When It’s Not a Heart Matter
by MW Cook
Okay, so Jesus is giving his sermon and he says some pretty wild stuff. One of the wild things was that you can be guilty of cheating on your spouse without actually doing anything physical with anyone else. How so? If you do it in your heart, he says, you did it. He says all sorts of other things in the same vein. Jesus focused on the intentions of the heart in a way that revolutionized ethics forever. His cry was not just ‘serve God and help your neighbour.’ It was ‘love God and love your neighbour.’ Wild, eh?
But is it possible to focus on the heart too much?

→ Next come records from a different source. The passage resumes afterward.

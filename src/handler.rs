//! The reconciliation handler.
//!
//! [`BlockchainHandler`] owns the [`Store`] and is its only writer. Collaborators
//! and timers talk to it through its mailbox; lookups it starts itself run as
//! spawned tasks and report back as [`Event::Resolved`], tagged with the reset
//! epoch they were issued in. Every method that may start a lookup must be
//! called from inside a tokio runtime.

use crate::abstractions::{
    ChainReader, Fetch, MessageSink, PurchaseRequest, TimeProvider, WalletProvider,
};
use crate::address::normalize_address;
use crate::config::HandlerConfig;
use crate::dispatch::{ChangeCallback, Dispatcher, OutboundMessage, Snapshot};
use crate::events::{AccountUpdate, Epoch, Event, EventSender};
use crate::history::{HistoryClient, StoredTransaction};
use crate::inbound::{web3_response, InboundMessage};
use crate::store::Store;
use crate::timers::{AccountPoller, KeyExpiryWatcher};
use crate::transaction::{resolve_purchase_lock, NewTransaction};
use crate::types::{Key, LockPatch, Transaction, TransactionPatch, NATIVE_CURRENCY};
use crate::{SyncError, SyncResult};
use std::future::Future;
use std::sync::Arc;
use std::time::Duration;
use tokio::sync::mpsc;
use tracing::{debug, info, warn};

/// Text the wallet puts in its error when a key purchase did not go through.
pub const KEY_PURCHASE_FAILURE: &str = "FAILED_TO_PURCHASE_KEY";

/// The services a handler is wired against.
#[derive(Clone)]
pub struct Collaborators {
    pub wallet: Arc<dyn WalletProvider>,
    pub chain: Arc<dyn ChainReader>,
    pub fetch: Arc<dyn Fetch>,
    pub sink: Arc<dyn MessageSink>,
    pub clock: Arc<dyn TimeProvider>,
    pub on_change: Option<ChangeCallback>,
}

pub struct BlockchainHandler {
    config: HandlerConfig,
    lock_addresses: Vec<String>,
    store: Store,
    /// Bumped by every account or network reset.
    epoch: Epoch,
    wallet: Arc<dyn WalletProvider>,
    chain: Arc<dyn ChainReader>,
    clock: Arc<dyn TimeProvider>,
    history: HistoryClient,
    dispatcher: Dispatcher,
    events: EventSender,
    mailbox: mpsc::UnboundedReceiver<Event>,
    poller: Option<AccountPoller>,
    expiry: KeyExpiryWatcher,
    stopped: bool,
}
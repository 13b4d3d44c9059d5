
use paywall_sync::config::{DEFAULT_KEY_EXPIRY_SKEW_MS, DEFAULT_REQUIRED_CONFIRMATIONS};
use paywall_sync::{HandlerConfig, SyncError};
use std::io::Write;
use std::time::Duration;
use tempfile::NamedTempFile;
use test_helpers::*;

fn write_config(content: &str) -> NamedTempFile {
    let mut file = NamedTempFile::new().unwrap();
    file.write_all(content.as_bytes()).unwrap();
    file
}

#[test]
fn test_load_config_from_file() {
    let file = write_config(&format!(
        r#"{{
            "locks": {{
                "{}": {{ "name": "Weekly" }},
                "{}": {{}}
            }},
            "defaultNetwork": 1984,
            "pollingIntervalMs": 500,
            "locksmithHost": "{}"
        }}"#,
        L1.to_uppercase().replace("0X", "0x"),
        L0,
        HOST
    ));

    let config = HandlerConfig::from_file(file.path()).unwrap();
    assert_eq!(config.lock_addresses(), lock_list(&[L0, L1]));
    assert_eq!(config.lock_name(L1), Some("Weekly"));
    assert_eq!(config.default_network, 1984);
    assert_eq!(config.polling_interval(), Duration::from_millis(500));
    assert_eq!(config.key_expiry_skew_ms, DEFAULT_KEY_EXPIRY_SKEW_MS);
    assert_eq!(config.required_confirmations, DEFAULT_REQUIRED_CONFIRMATIONS);
    assert_eq!(config.locksmith_host, HOST);
}

#[test]
fn test_config_file_errors() {
    assert!(matches!(
        HandlerConfig::from_file("/nonexistent/paywall.json"),
        Err(SyncError::Config(_))
    ));

    let file = write_config(r#"{ "locks": { "0x1234": {} } }"#);
    assert!(matches!(HandlerConfig::from_file(file.path()), Err(SyncError::Config(_))));

    let file = write_config(&format!(r#"{{ "locks": {{ "{}": {{}} }}, "defaultNetwork": 0 }}"#, L0));
    assert!(matches!(HandlerConfig::from_file(file.path()), Err(SyncError::Config(_))));
}

#[test]
fn test_config_round_trips_through_json() {
    let config = HandlerConfig::new([L0]).with_required_confirmations(6);
    let json = serde_json::to_string(&config).unwrap();
    assert!(json.contains("\"requiredConfirmations\":6"));
    assert_eq!(HandlerConfig::from_json(&json).unwrap(), config);
}

#[tokio::test]
async fn test_handler_uses_file_config() {
    let file = write_config(&format!(
        r#"{{ "locks": {{ "{}": {{}} }}, "defaultNetwork": 4 }}"#,
        L0
    ));
    let config = HandlerConfig::from_file(file.path()).unwrap();
    let mut helper = MockHandlerHelper::new(config);

    helper.handler.retrieve_current_blockchain_data();
    let snapshot = helper.sink.last_snapshot().unwrap();
    assert_eq!(snapshot.network, 4);
    assert_eq!(snapshot.keys.len(), 1);
    helper.settle().await;
}
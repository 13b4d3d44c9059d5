//! Everything that can change the store arrives as an [`Event`].

use crate::inbound::InboundMessage;
use crate::transaction::NewTransaction;
use crate::types::{Key, LockPatch, TransactionPatch};
use crate::SyncError;
use serde::{Deserialize, Serialize};
use tokio::sync::mpsc;
use tracing::debug;

/// Counter bumped by every account or network reset. Lookups carry the value
/// current when they were issued so late answers can be recognised.
pub type Epoch = u64;

/// Balance change reported by the wallet for some address.
#[derive(Debug, Clone, Default, PartialEq, Eq, Serialize, Deserialize)]
pub struct AccountUpdate {
    /// Native currency balance
    pub balance: Option<String>,
}

#[derive(Debug)]
pub enum Event {
    /// `account.changed`: the wallet switched accounts (or disconnected).
    AccountChanged(Option<String>),
    /// `network.changed`
    NetworkChanged(u64),
    /// `account.updated`
    AccountUpdated {
        address: Option<String>,
        update: AccountUpdate,
    },
    /// `key.updated`
    KeyUpdated(Key),
    /// `lock.updated`
    LockUpdated { address: String, update: LockPatch },
    /// `transaction.updated`
    TransactionUpdated {
        hash: String,
        update: TransactionPatch,
    },
    /// `transaction.new`
    TransactionNew(NewTransaction),
    /// `error` from the wallet, carrying its message text.
    ProviderError(String),
    /// Answer to a balance lookup.
    BalanceUpdated { currency: String, amount: String },
    /// A collaborator call failed; goes to the error channel.
    Failed(SyncError),
    /// A key's expiry timer fired.
    KeyExpired { lock: String },
    /// Request from the UI context.
    Inbound(InboundMessage),
    /// Result of a lookup issued during `epoch`.
    Resolved { epoch: Epoch, event: Box<Event> },
    /// Stops timers and ends [`BlockchainHandler::run`](crate::BlockchainHandler::run).
    Shutdown,
}

impl Event {
    pub fn name(&self) -> &'static str {
        match self {
            Event::AccountChanged(_) => "account.changed",
            Event::NetworkChanged(_) => "network.changed",
            Event::AccountUpdated { .. } => "account.updated",
            Event::KeyUpdated(_) => "key.updated",
            Event::LockUpdated { .. } => "lock.updated",
            Event::TransactionUpdated { .. } => "transaction.updated",
            Event::TransactionNew(_) => "transaction.new",
            Event::ProviderError(_) => "error",
            Event::BalanceUpdated { .. } => "balance.updated",
            Event::Failed(_) => "lookup.failed",
            Event::KeyExpired { .. } => "key.expired",
            Event::Inbound(_) => "inbound",
            Event::Resolved { event, .. } => event.name(),
            Event::Shutdown => "shutdown",
        }
    }
}

/// Handle for pushing events into a handler's mailbox.
#[derive(Debug, Clone)]
pub struct EventSender {
    tx: mpsc::UnboundedSender<Event>,
}

impl EventSender {
    pub(crate) fn new(tx: mpsc::UnboundedSender<Event>) -> Self {
        Self { tx }
    }

    /// Returns false once the handler is gone.
    pub fn send(&self, event: Event) -> bool {
        let name = event.name();
        if self.tx.send(event).is_err() {
            debug!("Handler mailbox closed, dropping {}", name);
            return false;
        }
        true
    }

    /// Sends the result of a lookup issued during `epoch`.
    pub fn resolved(&self, epoch: Epoch, event: Event) -> bool {
        self.send(Event::Resolved {
            epoch,
            event: Box::new(event),
        })
    }

    pub fn is_closed(&self) -> bool {
        self.tx.is_closed()
    }
}

#[cfg(test)]
mod tests {
    use super::*;

    #[tokio::test]
    async fn test_sender_delivers_and_detects_close() {
        let (tx, mut rx) = mpsc::unbounded_channel();
        let sender = EventSender::new(tx);

        assert!(sender.resolved(3, Event::NetworkChanged(4)));
        match rx.recv().await {
            Some(Event::Resolved { epoch, event }) => {
                assert_eq!(epoch, 3);
                assert_eq!(event.name(), "network.changed");
            }
            other => panic!("unexpected event: {:?}", other),
        }

        drop(rx);
        assert!(sender.is_closed());
        assert!(!sender.send(Event::Shutdown));
    }
}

Jesus said, “If someone hits you, let him do it again.” How should we take that? Well, obviously it means that we ought to have an attitude of peace and love even in the face of people who are mean to us. Right? It is, after all, a heart issue. Right? So much of a heart issue, in fact, that I don’t really need to do what Jesus is suggesting here, so long as my heart is in the right place. And the same goes for his idea that we should help thieves rip us off, give to every bum who asks from us and become new people. Right? Right?

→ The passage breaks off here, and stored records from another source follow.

//! Default keys and key status derivation.

use crate::types::{Key, KeyMap, Transaction, TransactionStatus};
use serde::{Deserialize, Serialize};
use std::collections::HashSet;

/// Builds the "no data yet" key for every lock address.
///
/// Addresses must already be normalized. The result has exactly one entry per
/// address, each with `expiration == 0`.
///
/// # Example
///
/// ```
/// use paywall_sync::make_default_keys;
/// let locks = vec!["0xaaa".to_string(), "0xbbb".to_string()];
/// let keys = make_default_keys(&locks, None);
/// assert_eq!(keys.len(), 2);
/// assert_eq!(keys["0xaaa"].expiration, 0);
/// ```
pub fn make_default_keys(lock_addresses: &[String], owner: Option<&str>) -> KeyMap {
    lock_addresses
        .iter()
        .map(|address| {
            (
                address.clone(),
                Key {
                    lock: address.clone(),
                    owner: owner.map(str::to_string),
                    expiration: 0,
                },
            )
        })
        .collect()
}

/// Inserts a default key for every lock address missing from `keys`.
/// Returns the number of keys added.
pub fn backfill_keys(keys: &mut KeyMap, lock_addresses: &[String], owner: Option<&str>) -> usize {
    let mut added = 0;
    for (address, key) in make_default_keys(lock_addresses, owner) {
        if !keys.contains_key(&address) {
            keys.insert(address, key);
            added += 1;
        }
    }
    added
}

/// What the UI should show for one lock's key.
#[derive(Debug, Clone, Copy, PartialEq, Eq, Serialize, Deserialize)]
#[serde(rename_all = "lowercase")]
pub enum KeyStatus {
    None,
    Submitted,
    Pending,
    Confirming,
    Valid,
    Expired,
    Failed,
}

/// Derives a key's status from the key itself and the most recent purchase
/// transaction for its lock.
///
/// A purchase in flight wins over the key, since the key lookup lags the
/// transaction. Once the purchase has `required_confirmations` the key decides.
pub fn key_status(
    key: &Key,
    purchase: Option<&Transaction>,
    required_confirmations: u64,
    now: u64,
) -> KeyStatus {
    if let Some(tx) = purchase {
        match tx.status {
            TransactionStatus::Submitted => return KeyStatus::Submitted,
            TransactionStatus::Pending => return KeyStatus::Pending,
            TransactionStatus::Failed => return KeyStatus::Failed,
            TransactionStatus::Mined if tx.confirmations < required_confirmations => {
                return KeyStatus::Confirming
            }
            TransactionStatus::Mined | TransactionStatus::Confirmed => {}
        }
    }

    if key.is_unexpired(now) {
        KeyStatus::Valid
    } else if key.expiration == 0 {
        KeyStatus::None
    } else {
        KeyStatus::Expired
    }
}

/// Most recent key purchase aimed at `lock`. Unmined purchases carry the
/// largest block number and therefore count as most recent.
pub fn latest_purchase<'a, I>(transactions: I, lock: &str) -> Option<&'a Transaction>
where
    I: IntoIterator<Item = &'a Transaction>,
{
    transactions
        .into_iter()
        .filter(|tx| tx.is_key_purchase() && tx.recipient() == Some(lock))
        .max_by(|a, b| a.block_number.cmp(&b.block_number).then_with(|| a.hash.cmp(&b.hash)))
}

#[derive(Debug, Clone, PartialEq, Eq)]
pub enum PaywallStatus {
    /// Some configured lock has an unexpired key; carries those lock addresses.
    Unlocked(Vec<String>),
    /// Every configured lock has a key confirmed by the chain and none is valid.
    Locked,
    /// Not enough chain data yet to tell.
    Undetermined,
}

/// Decides whether the page is locked.
///
/// `resolved` holds the locks whose key came from the chain rather than the
/// default factory.
pub fn paywall_status(
    keys: &KeyMap,
    lock_addresses: &[String],
    resolved: &HashSet<String>,
    now: u64,
) -> PaywallStatus {
    if lock_addresses.is_empty() {
        return PaywallStatus::Undetermined;
    }

    let mut unlocked: Vec<String> = lock_addresses
        .iter()
        .filter(|address| keys.get(*address).is_some_and(|key| key.is_unexpired(now)))
        .cloned()
        .collect();
    if !unlocked.is_empty() {
        unlocked.sort();
        return PaywallStatus::Unlocked(unlocked);
    }

    if lock_addresses.iter().all(|address| resolved.contains(address)) {
        PaywallStatus::Locked
    } else {
        PaywallStatus::Undetermined
    }
}

#[cfg(test)]
mod tests {
    use super::*;
    use crate::types::{TransactionType, UNMINED_BLOCK_NUMBER};
    use serde_json::Map;

    fn locks() -> Vec<String> {
        vec!["0xl0".to_string(), "0xl1".to_string(), "0xl2".to_string()]
    }

    fn purchase(hash: &str, lock: &str, status: TransactionStatus, block: u64, confirmations: u64) -> Transaction {
        Transaction {
            hash: hash.to_string(),
            status,
            kind: Some(TransactionType::KeyPurchase),
            block_number: block,
            confirmations,
            lock: Some(lock.to_string()),
            to: Some(lock.to_string()),
            from: None,
            beneficiary: None,
            input: None,
            network: None,
            key: None,
            extra: Map::new(),
        }
    }

    #[test]
    fn test_default_keys_are_pure() {
        let first = make_default_keys(&locks(), Some("0xowner"));
        let second = make_default_keys(&locks(), Some("0xowner"));
        assert_eq!(first, second);
        assert_eq!(first.len(), 3);
        for address in locks() {
            let key = &first[&address];
            assert_eq!(key.lock, address);
            assert_eq!(key.owner.as_deref(), Some("0xowner"));
            assert_eq!(key.expiration, 0);
        }
    }

    #[test]
    fn test_backfill_only_adds_missing() {
        let mut keys = KeyMap::new();
        keys.insert(
            "0xl1".into(),
            Key { lock: "0xl1".into(), owner: Some("0xowner".into()), expiration: 500 },
        );

        let added = backfill_keys(&mut keys, &locks(), Some("0xowner"));
        assert_eq!(added, 2);
        assert_eq!(keys.len(), 3);
        assert_eq!(keys["0xl1"].expiration, 500);
    }

    #[test]
    fn test_key_status_without_purchase() {
        let mut key = Key { lock: "0xl0".into(), owner: None, expiration: 0 };
        assert_eq!(key_status(&key, None, 3, 1000), KeyStatus::None);

        key.expiration = 2000;
        assert_eq!(key_status(&key, None, 3, 1000), KeyStatus::Valid);

        key.expiration = 500;
        assert_eq!(key_status(&key, None, 3, 1000), KeyStatus::Expired);
    }

    #[test]
    fn test_key_status_follows_purchase() {
        let key = Key { lock: "0xl0".into(), owner: None, expiration: 0 };

        let tx = purchase("0x1", "0xl0", TransactionStatus::Pending, UNMINED_BLOCK_NUMBER, 0);
        assert_eq!(key_status(&key, Some(&tx), 3, 1000), KeyStatus::Pending);

        let tx = purchase("0x1", "0xl0", TransactionStatus::Mined, 10, 1);
        assert_eq!(key_status(&key, Some(&tx), 3, 1000), KeyStatus::Confirming);

        let valid = Key { expiration: 5000, ..key };
        let tx = purchase("0x1", "0xl0", TransactionStatus::Mined, 10, 3);
        assert_eq!(key_status(&valid, Some(&tx), 3, 1000), KeyStatus::Valid);
    }

    #[test]
    fn test_latest_purchase_prefers_unmined() {
        let mined = purchase("0x1", "0xl0", TransactionStatus::Mined, 10, 5);
        let pending = purchase("0x2", "0xl0", TransactionStatus::Submitted, UNMINED_BLOCK_NUMBER, 0);
        let other = purchase("0x3", "0xl1", TransactionStatus::Submitted, UNMINED_BLOCK_NUMBER, 0);

        let txs = [mined, pending, other];
        assert_eq!(latest_purchase(txs.iter(), "0xl0").map(|t| t.hash.as_str()), Some("0x2"));
        assert!(latest_purchase(txs.iter(), "0xl2").is_none());
    }

    #[test]
    fn test_paywall_status() {
        let now = 1000;
        let mut keys = make_default_keys(&locks(), Some("0xowner"));
        let mut resolved = HashSet::new();

        assert_eq!(paywall_status(&keys, &locks(), &resolved, now), PaywallStatus::Undetermined);

        resolved.extend(locks());
        assert_eq!(paywall_status(&keys, &locks(), &resolved, now), PaywallStatus::Locked);

        keys.get_mut("0xl2").unwrap().expiration = 2000;
        assert_eq!(
            paywall_status(&keys, &locks(), &resolved, now),
            PaywallStatus::Unlocked(vec!["0xl2".to_string()])
        );

        assert_eq!(paywall_status(&keys, &[], &resolved, now), PaywallStatus::Undetermined);
    }
}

So, give to whoever asks = Have a giving spirit (actual giving optional).
Don’t retaliate = Have a non-retaliatory heart (and retaliate if you feel the need).
Be born again = Be willing to become a new kind of person (and it will happen in some intangible, non-real kinda way).
Love your neighbour in the same way you love yourself = Love him internally (little outward action necessary).
Does any of this make any sense?
Can I actually say, when the dude on the street asks me for money, ‘I gave him money in my heart, just like Jesus told me to’? Only if I can say, after being caught cheating on my wife, that I didn’t really do it because I didn’t do it in my heart.
Not a chance – it’s not just about the heart. When Jesus gathered the people together and separated the accepted from the rejected he didn’t say to the accepted:
Come, you blessed of my father, inherit the kingdom prepared for you, for I was hungry, and in your heart you gave me food, I was a stranger, and in your heart you welcomed me in…Whatever you did in your heart to the least of these, you did in your heart to me.
And he didn’t say to the rejected:
Depart from me, you cursed, into the eternal fire prepared for the devil and his angels, for I was hungry, and you did not feed me in your heart, I was a stranger, and you did not welcome me in your heart…Whatever you didn’t do in your heart to the least of these, you did not do it to me.
The focus on the heart was meant to spur us on to deeper good works, not give us a cop-out.